利物浦大学研究人员和美国阿肯色大学研究人员合作研究饮食限制,即限制饮食中某些因子(比如热量)但是不会导致营养不良。已知饮食限制能够增加从酵母到猴子的寿命,并且在这之前,科学家们也已发现很多基因与饮食限制相关联。在当前这项研究中,研究人员开发出一种方法来研究基因彼此之间如何相互作用。这允许研究人员鉴定出调节饮食限制导致寿命延长的新基因。他们证实酵母中三个基因通过饮食限制相关的机制来延长寿命。
在这些鉴定出的新基因当中,一些基因可能在人类中也有类似功能,因而可能成为抗衰老介入治疗的潜在靶标。领导这项研究的 Joao Pedro de Magalhaes博士解释道,“一些正在进行临床测试的抑制人衰老的靶标最初就是在酵母中发现的,因此我们特别想继续这项研究以便最终能够解决人衰老过程和开发出治疗与年龄相关的疾病的方法。此外,我们的方法能够被用来预测哺乳动物和甚至人类中参与饮食限制调节寿命延长的基因。我们在酵母中测试了我们的预测,这是因为它能够更快开展和成本更低,但是我们如今正在寻求资金赞助以便在更加复杂的模式动物中测试这项研究。我对人们最终能够开发出抗衰老药物感到非常乐观。”(生物谷Bioon.com)
本文编译自Study pinpoints genes involved in diet-mediated life-extension
doi: 10.1371/journal.pgen.1002834
PMC:
PMID:
Dissecting the Gene Network of Dietary Restriction to Identify Evolutionarily Conserved Pathways and New Functional Genes
Daniel Wuttke1, Richard Connor2, Chintan Vora1, Thomas Craig1, Yang Li1, Shona Wood1, Olga Vasieva3, Robert Shmookler Reis4,5, Fusheng Tang2*, João Pedro de Magalhães
Dietary restriction (DR), limiting nutrient intake from diet without causing malnutrition, delays the aging process and extends lifespan in multiple organisms.
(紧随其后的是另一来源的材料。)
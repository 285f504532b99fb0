//! Adapter running a [`BlockingChannel`] on Tokio's blocking pool.

use crate::cancel::CancellationFlag;
use crate::channel::BlockingChannel;
use pin_project_lite::pin_project;
use std::fmt;
use std::future::Future;
use std::io;
use std::pin::Pin;
use std::sync::Arc;
use std::task::{ready, Context, Poll};
use tokio::runtime::Handle;
use tokio::task::{JoinError, JoinHandle};
use tower_dispatch_core::{Channel, DispatchError, Endpoint, Request, Response, ResponseFuture};

#[cfg(feature = "tracing")]
use tracing::debug;

/// Turns a [`BlockingChannel`] into an asynchronous [`Channel`].
///
/// Each call runs on the runtime's blocking thread pool. Dropping the
/// returned future raises the call's [`CancellationFlag`]; a response that
/// arrives after that is discarded.
pub struct BlockingChannelAdapter<B> {
    channel: Arc<B>,
    handle: Option<Handle>,
}

impl<B: BlockingChannel> BlockingChannelAdapter<B> {
    /// Creates an adapter that spawns onto the runtime current at each call.
    pub fn new(channel: B) -> Self {
        Self {
            channel: Arc::new(channel),
            handle: None,
        }
    }

    /// Creates an adapter that always spawns onto `handle`.
    pub fn with_handle(channel: B, handle: Handle) -> Self {
        Self {
            channel: Arc::new(channel),
            handle: Some(handle),
        }
    }

    /// Returns the wrapped blocking channel.
    pub fn get_ref(&self) -> &B {
        &self.channel
    }

    fn handle(&self) -> Result<Handle, DispatchError> {
        match &self.handle {
            Some(handle) => Ok(handle.clone()),
            None => Handle::try_current().map_err(|_| {
                DispatchError::Config(
                    "BlockingChannelAdapter used outside a Tokio runtime".to_string(),
                )
            }),
        }
    }
}

impl<B> Clone for BlockingChannelAdapter<B> {
    fn clone(&self) -> Self {
        Self {
            channel: Arc::clone(&self.channel),
            handle: self.handle.clone(),
        }
    }
}

impl<B> fmt::Debug for BlockingChannelAdapter<B> {
    fn fmt(&self, f: &mut fmt::Formatter<'_>) -> fmt::Result {
        f.debug_struct("BlockingChannelAdapter")
            .field("handle", &self.handle.is_some())
            .finish_non_exhaustive()
    }
}

impl<B: BlockingChannel> Channel for BlockingChannelAdapter<B> {
    fn execute(&self, endpoint: Endpoint, request: Request) -> ResponseFuture {
        let handle = match self.handle() {
            Ok(handle) => handle,
            Err(err) => return ResponseFuture::failed(err),
        };

        let flag = CancellationFlag::new();
        let channel = Arc::clone(&self.channel);
        let worker_flag = flag.clone();
        let join = handle.spawn_blocking(move || {
            if worker_flag.is_cancelled() {
                return None;
            }
            let result = {
                let _entered = worker_flag.enter();
                channel.execute(&endpoint, request)
            };
            if worker_flag.is_cancelled() {
                #[cfg(feature = "tracing")]
                debug!(endpoint = %endpoint, "discarding result of cancelled blocking call");
                // Closing the response releases whatever the transport holds.
                drop(result);
                return None;
            }
            Some(result)
        });

        ResponseFuture::new(BlockingResponse {
            join,
            cancel: CancelOnDrop { flag: Some(flag) },
        })
    }
}

struct CancelOnDrop {
    flag: Option<CancellationFlag>,
}

impl CancelOnDrop {
    fn disarm(&mut self) {
        self.flag = None;
    }
}

impl Drop for CancelOnDrop {
    fn drop(&mut self) {
        if let Some(flag) = self.flag.take() {
            flag.cancel();
        }
    }
}

pin_project! {
    /// Future for a call running on the blocking pool.
    struct BlockingResponse {
        #[pin]
        join: JoinHandle<Option<io::Result<Response>>>,
        cancel: CancelOnDrop,
    }
}

impl Future for BlockingResponse {
    type Output = Result<Response, DispatchError>;

    fn poll(self: Pin<&mut Self>, cx: &mut Context<'_>) -> Poll<Self::Output> {
        let this = self.project();
        let joined = ready!(this.join.poll(cx));
        this.cancel.disarm();
        Poll::Ready(map_joined(joined))
    }
}

fn map_joined(joined: Result<Option<io::Result<Response>>, JoinError>) -> Result<Response, DispatchError> {
    match joined {
        Ok(Some(Ok(response))) => Ok(response),
        Ok(Some(Err(err))) => Err(DispatchError::Transport(err)),
        Ok(None) => Err(DispatchError::Cancelled),
        Err(err) if err.is_panic() => Err(DispatchError::from_panic(err.into_panic())),
        Err(_) => Err(DispatchError::Cancelled),
    }
}
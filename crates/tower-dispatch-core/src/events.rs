//! Event system for dispatch channels.
//!
//! Queues and limiters emit typed events through [`EventListeners`], letting
//! applications observe admission decisions without depending on a metrics
//! backend. Every event names the channel it came from; events about a
//! single node also name that node.
//!
//! Events are emitted on the request path, so channels build them with
//! [`EventListeners::emit_with`] and pay nothing when no listener is
//! registered.

use std::fmt;
use std::sync::Arc;
use std::time::Instant;

/// Trait for events emitted by dispatch channels.
pub trait DispatchEvent: Send + Sync + fmt::Debug {
    /// Returns the type of event (e.g., "request_queued", "limit_changed").
    fn event_type(&self) -> &'static str;

    /// Returns when this event occurred.
    fn timestamp(&self) -> Instant;

    /// Returns the name of the channel that emitted this event.
    fn channel_name(&self) -> &str;

    /// Returns the node the event concerns, if it concerns a single node.
    fn node(&self) -> Option<&str> {
        None
    }
}

/// Trait for listening to dispatch events.
pub trait EventListener<E: DispatchEvent>: Send + Sync {
    /// Called when an event occurs.
    fn on_event(&self, event: &E);
}

/// Type alias for boxed event listeners.
pub type BoxedEventListener<E> = Arc<dyn EventListener<E>>;

/// A collection of event listeners.
#[derive(Clone)]
pub struct EventListeners<E: DispatchEvent> {
    listeners: Vec<BoxedEventListener<E>>,
}

impl<E: DispatchEvent> EventListeners<E> {
    /// Creates a new empty event listener collection.
    pub fn new() -> Self {
        Self {
            listeners: Vec::new(),
        }
    }

    /// Adds a listener to the collection.
    pub fn add<L>(&mut self, listener: L)
    where
        L: EventListener<E> + 'static,
    {
        self.listeners.push(Arc::new(listener));
    }

    /// Builds an event with `make` and emits it, unless there are no
    /// listeners, in which case `make` is never called.
    pub fn emit_with(&self, make: impl FnOnce() -> E) {
        if !self.listeners.is_empty() {
            self.emit(&make());
        }
    }

    /// Emits an event to all registered listeners.
    ///
    /// Listener panics are caught; the remaining listeners still run and the
    /// emitting channel is unaffected.
    pub fn emit(&self, event: &E) {
        for listener in &self.listeners {
            let outcome = std::panic::catch_unwind(std::panic::AssertUnwindSafe(|| {
                listener.on_event(event);
            }));
            if outcome.is_err() {
                #[cfg(feature = "tracing")]
                tracing::warn!(
                    channel = event.channel_name(),
                    node = event.node().unwrap_or_default(),
                    event = event.event_type(),
                    "event listener panicked"
                );
            }
        }
    }

    /// Returns true if there are no listeners.
    pub fn is_empty(&self) -> bool {
        self.listeners.is_empty()
    }

    /// Returns the number of listeners.
    pub fn len(&self) -> usize {
        self.listeners.len()
    }
}

impl<E: DispatchEvent> Default for EventListeners<E> {
    fn default() -> Self {
        Self::new()
    }
}

impl<E: DispatchEvent> fmt::Debug for EventListeners<E> {
    fn fmt(&self, f: &mut fmt::Formatter<'_>) -> fmt::Result {
        f.debug_struct("EventListeners")
            .field("len", &self.listeners.len())
            .finish()
    }
}

/// A simple function-based event listener.
pub struct FnListener<E, F>
where
    F: Fn(&E) + Send + Sync,
{
    f: F,
    _phantom: std::marker::PhantomData<fn(&E)>,
}

impl<E, F> FnListener<E, F>
where
    F: Fn(&E) + Send + Sync,
{
    /// Creates a new function-based listener.
    pub fn new(f: F) -> Self {
        Self {
            f,
            _phantom: std::marker::PhantomData,
        }
    }
}

impl<E, F> EventListener<E> for FnListener<E, F>
where
    E: DispatchEvent,
    F: Fn(&E) + Send + Sync,
{
    fn on_event(&self, event: &E) {
        (self.f)(event)
    }
}
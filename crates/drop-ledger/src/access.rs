//! Admin authorization.
//!
//! Commands that touch another team's score, recount, or reset ask an
//! [`Authorizer`]. The default policy is a static allow-list of identities.

use std::collections::HashSet;

/// Decides whether an identity may run admin commands.
pub trait Authorizer: Send + Sync {
    fn is_authorized(&self, identity: &str) -> bool;
}

impl<F> Authorizer for F
where
    F: Fn(&str) -> bool + Send + Sync,
{
    fn is_authorized(&self, identity: &str) -> bool {
        self(identity)
    }
}

/// Allow-list of admin identities, compared exactly.
#[derive(Debug, Clone, Default)]
pub struct AllowList {
    admins: HashSet<String>,
}

impl AllowList {
    pub fn new(admins: impl IntoIterator<Item = impl Into<String>>) -> Self {
        Self {
            admins: admins.into_iter().map(Into::into).collect(),
        }
    }

    pub fn len(&self) -> usize {
        self.admins.len()
    }

    pub fn is_empty(&self) -> bool {
        self.admins.is_empty()
    }
}

impl Authorizer for AllowList {
    fn is_authorized(&self, identity: &str) -> bool {
        self.admins.contains(identity)
    }
}
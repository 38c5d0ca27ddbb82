//! Sample data fixtures for testing.
//!
//! Enable the `test-fixtures` feature to access these helpers.
//!
//! # Example
//!
//! ```ignore
//! // In your Cargo.toml:
//! // [dev-dependencies]
//! // drop-types = { path = "../drop-types", features = ["test-fixtures"] }
//!
//! use drop_types::fixtures;
//!
//! let catalog = fixtures::sample_catalog();
//! let roster = fixtures::sample_roster();
//! ```

use crate::{Catalog, Roster};

/// Extended-tier bosses in the sample catalog.
pub const SAMPLE_EXTENDED_TIER: &[&str] = &["Barrows Chests", "Moons of Peril"];

/// Raw `drops.json` used by [`sample_catalog`].
pub const SAMPLE_DROPS_JSON: &str = include_str!("../tests/fixtures/drops.json");

/// Raw `team_roster.json` used by [`sample_roster`].
pub const SAMPLE_ROSTER_JSON: &str = include_str!("../tests/fixtures/team_roster.json");

/// Returns the sample catalog.
///
/// Contains 5 bosses:
/// - Barrows Chests and Moons of Peril (extended tier)
/// - Vorkath, Zulrah
/// - Chambers of Xeric, including a fractional 25.5 point drop
pub fn sample_catalog() -> Catalog {
    Catalog::from_json(SAMPLE_DROPS_JSON, SAMPLE_EXTENDED_TIER)
        .expect("Failed to parse sample drops.json")
}

/// Returns the sample roster.
///
/// Contains 5 teams with one leader each. `doubleagent` is (invalidly) listed
/// on both Team Bandos, as a member, and Team Zamorak, as a leader.
pub fn sample_roster() -> Roster {
    Roster::from_json(SAMPLE_ROSTER_JSON).expect("Failed to parse sample team_roster.json")
}

/// Admin identities that pair with the sample roster.
pub fn sample_admins() -> Vec<String> {
    vec![
        "smacksmackk".to_string(),
        "titaniumbutter".to_string(),
        "dufwha".to_string(),
    ]
}
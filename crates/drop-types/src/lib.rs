//! Shared reference data for the drop tracker.
//!
//! This crate contains pure data structures with no scoring logic: the boss
//! catalog, the team roster, and the point type. It is a dependency for all
//! other crates in the workspace.

pub mod catalog;
pub mod ordered;
pub mod points;
pub mod roster;

#[cfg(any(test, feature = "test-fixtures"))]
pub mod fixtures;

// Re-export catalog types
pub use catalog::{BossDefinition, Catalog, CatalogError, DropDefinition, LookupError};

// Re-export roster types
pub use roster::{Member, Role, Roster, RosterError, TeamId};

// Re-export point helpers
pub use points::{format_points, halve, Points};

pub use ordered::OrderedEntries;
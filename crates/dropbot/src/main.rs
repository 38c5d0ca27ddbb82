//! Drop tracker command line.
//!
//! Every subcommand loads the tracker from the config file, performs one
//! operation as the `--as` identity and prints the reply a chat member would
//! see. `announce` keeps running and prints the standings on an interval.

use clap::{Parser, Subcommand};
use drop_ledger::report::{
    award_message, boss_text, leaderboard_lines, remove_message, team_stats_text, Standings,
};
use drop_ledger::{default_config_toml, LedgerError, Tracker, TrackerConfig, TrackerError};
use std::fs;
use std::path::{Path, PathBuf};
use std::process::ExitCode;
use tracing::{error, info, warn};
use tracing_subscriber::prelude::*;

/// Command line arguments for the drop tracker
#[derive(Parser, Debug)]
#[command(name = "dropbot")]
#[command(about = "Tracks boss drops and team points for a clan competition")]
struct Cli {
    /// Path to the TOML configuration file
    #[arg(long, global = true, default_value = "dropbot.toml")]
    config: PathBuf,

    /// Identity the command runs as
    #[arg(long = "as", global = true, value_name = "IDENTITY")]
    identity: Option<String>,

    #[command(subcommand)]
    command: Command,
}

#[derive(Subcommand, Debug)]
enum Command {
    /// Report a drop for your own team
    Drop { boss: String, drop: String },
    /// Add a drop to any team (admin)
    AdminDrop {
        team: String,
        boss: String,
        drop: String,
    },
    /// Remove a drop from the team you lead
    Remove { boss: String, drop: String },
    /// Remove a drop from any team (admin)
    AdminRemove {
        team: String,
        boss: String,
        drop: String,
    },
    /// Rebuild every team total from the drop counts (admin)
    Recalculate,
    /// Show your team's drops and points
    Stats,
    /// Show every team's drops and points
    StatsAll,
    /// Show all teams ranked by points
    Leaderboard,
    /// List every boss and its drops (admin)
    Bosses,
    /// List the drops of one boss
    Boss { name: String },
    /// Clear all drops and points (admin)
    Reset {
        /// Confirm the reset
        #[arg(long)]
        yes: bool,
    },
    /// Print the current standings on an interval
    Announce {
        /// Print once and exit
        #[arg(long)]
        once: bool,
        /// Minutes between announcements, overriding the config
        #[arg(long)]
        interval_minutes: Option<u64>,
    },
    /// Write a default configuration file
    InitConfig {
        /// Overwrite an existing file
        #[arg(long)]
        force: bool,
    },
}

#[derive(Debug, thiserror::Error)]
enum CliError {
    #[error(transparent)]
    Setup(#[from] TrackerError),
    #[error(transparent)]
    Command(#[from] LedgerError),
    #[error("this command needs --as <IDENTITY>")]
    MissingIdentity,
    #[error("{0}")]
    Usage(String),
    #[error("{}: {source}", .path.display())]
    Io {
        path: PathBuf,
        #[source]
        source: std::io::Error,
    },
}

#[tokio::main]
async fn main() -> ExitCode {
    init_logging();
    let cli = Cli::parse();

    match run(cli).await {
        Ok(()) => ExitCode::SUCCESS,
        Err(CliError::Command(e)) if e.state_changed() => {
            // Applied but not saved
            warn!("{}", e);
            eprintln!("Warning: {}", e);
            ExitCode::from(2)
        }
        Err(e) => {
            eprintln!("Error: {}", e);
            ExitCode::FAILURE
        }
    }
}

fn init_logging() {
    let env_filter = tracing_subscriber::EnvFilter::try_from_default_env()
        .unwrap_or_else(|_| tracing_subscriber::EnvFilter::new("info"));

    tracing_subscriber::registry()
        .with(env_filter)
        .with(tracing_subscriber::fmt::layer().with_writer(std::io::stderr))
        .init();
}

async fn run(cli: Cli) -> Result<(), CliError> {
    if let Command::InitConfig { force } = cli.command {
        return init_config(&cli.config, force);
    }

    let config = load_config(&cli.config)?;
    let tracker = Tracker::from_config(&config)?;
    let identity = cli.identity.as_deref();

    match cli.command {
        Command::Drop { boss, drop } => {
            let result = tracker.report_drop(require(identity)?, &boss, &drop)?;
            println!("{}", award_message(&result));
        }
        Command::AdminDrop { team, boss, drop } => {
            let result = tracker.admin_award(require(identity)?, &team, &boss, &drop)?;
            println!("{}", award_message(&result));
        }
        Command::Remove { boss, drop } => {
            let result = tracker.leader_remove(require(identity)?, &boss, &drop)?;
            println!("{}", remove_message(&result));
        }
        Command::AdminRemove { team, boss, drop } => {
            let result = tracker.admin_remove(require(identity)?, &team, &boss, &drop)?;
            println!("{}", remove_message(&result));
        }
        Command::Recalculate => {
            tracker.recalculate(require(identity)?)?;
            println!("Points recalculated for all teams.");
        }
        Command::Stats => {
            let stats = tracker.my_team_stats(require(identity)?)?;
            print!("{}", team_stats_text(&stats));
        }
        Command::StatsAll => {
            for stats in tracker.all_team_stats() {
                print!("{}", team_stats_text(&stats));
                println!();
            }
        }
        Command::Leaderboard => {
            println!("Leaderboard");
            for line in leaderboard_lines(&tracker.leaderboard()) {
                println!("{}", line);
            }
        }
        Command::Bosses => {
            for boss in tracker.all_bosses(require(identity)?)? {
                println!("{}", boss_text(boss));
            }
        }
        Command::Boss { name } => {
            print!("{}", boss_text(tracker.boss(&name)?));
        }
        Command::Reset { yes } => {
            let identity = require(identity)?;
            if !yes {
                return Err(CliError::Usage(
                    "this clears every team's drops and points; rerun with --yes to confirm"
                        .to_string(),
                ));
            }
            let pending = tracker.request_reset(identity)?;
            tracker.confirm_reset(pending.token, identity)?;
            println!("All team data has been reset.");
        }
        Command::Announce {
            once,
            interval_minutes,
        } => {
            let mut announce = config.announce.clone();
            if let Some(minutes) = interval_minutes {
                announce.interval_minutes = minutes;
            }
            if once {
                print_standings(&tracker);
            } else {
                announce_loop(&tracker, announce.interval()).await;
            }
        }
        Command::InitConfig { .. } => {}
    }

    Ok(())
}

fn require(identity: Option<&str>) -> Result<&str, CliError> {
    identity.ok_or(CliError::MissingIdentity)
}

/// Loads the config and resolves data paths against its directory.
fn load_config(path: &Path) -> Result<TrackerConfig, CliError> {
    let mut config = TrackerConfig::from_file_or_default(path)
        .map_err(|e| CliError::Setup(TrackerError::Config(e)))?;
    if !path.exists() {
        info!(path = %path.display(), "No config file, using defaults");
    }
    let base = path
        .parent()
        .filter(|p| !p.as_os_str().is_empty())
        .unwrap_or_else(|| Path::new("."));
    config.files = config.files.relative_to(base);
    Ok(config)
}

fn init_config(path: &Path, force: bool) -> Result<(), CliError> {
    if path.exists() && !force {
        return Err(CliError::Usage(format!(
            "{} already exists; pass --force to overwrite",
            path.display()
        )));
    }
    fs::write(path, default_config_toml()).map_err(|source| CliError::Io {
        path: path.to_path_buf(),
        source,
    })?;
    println!("Wrote {}", path.display());
    Ok(())
}

fn print_standings(tracker: &Tracker) {
    for line in Standings::from_leaderboard(&tracker.leaderboard()).lines() {
        println!("{}", line);
    }
}

async fn announce_loop(tracker: &Tracker, period: std::time::Duration) {
    info!(minutes = period.as_secs() / 60, "Announcing standings");
    let mut interval = tokio::time::interval(period);
    loop {
        tokio::select! {
            _ = interval.tick() => {
                // Other processes write the data files between ticks
                if let Err(e) = tracker.refresh() {
                    warn!("Failed to reload standings, announcing last known: {}", e);
                }
                print_standings(tracker);
            }
            result = tokio::signal::ctrl_c() => {
                if let Err(e) = result {
                    error!("Failed to listen for shutdown signal: {}", e);
                }
                info!("Stopping announcements");
                break;
            }
        }
    }
}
The conserved life-extending effect of DR suggests the involvement of fundamental mechanisms, although these remain a subject of debate. To help decipher the life-extending mechanisms of DR, we first compiled a list of genes that if genetically altered disrupt or prevent the life-extending effects of DR. We called these DR–essential genes and identified more than 100 in model organisms such as yeast, worms, flies, and mice. In order for other researchers to benefit from this first curated list of genes essential for DR, we established an online database called GenDR (http://genomics.senescence.info/diet/). To dissect the interactions of DR–essential genes and discover the underlying lifespan-extending mechanisms, we then used a variety of network and systems biology approaches to analyze the gene network of DR. We show that DR–essential genes are more conserved at the molecular level and have more molecular interactions than expected by chance. Furthermore, we employed a guilt-by-association method to predict novel DR–essential genes. In budding yeast, we predicted nine genes related to vacuolar functions; we show experimentally that mutations deleting eight of those genes prevent the life-extending effects of DR. Three of these mutants (OPT2, FRE6, and RCR2) had extended lifespan under ad libitum, indicating that the lack of further longevity under DR is not caused by a general compromise of fitness. These results demonstrate how network analyses of DR using GenDR can be used to make phenotypically relevant predictions. Moreover, gene-regulatory circuits reveal that the DR–induced transcriptional signature in yeast involves nutrient-sensing, stress responses and meiotic transcription factors. Finally, comparing the influence of gene expression changes during DR on the interactomes of multiple organisms led us to suggest that DR commonly suppresses translation, while stimulating an ancient reproduction-related process.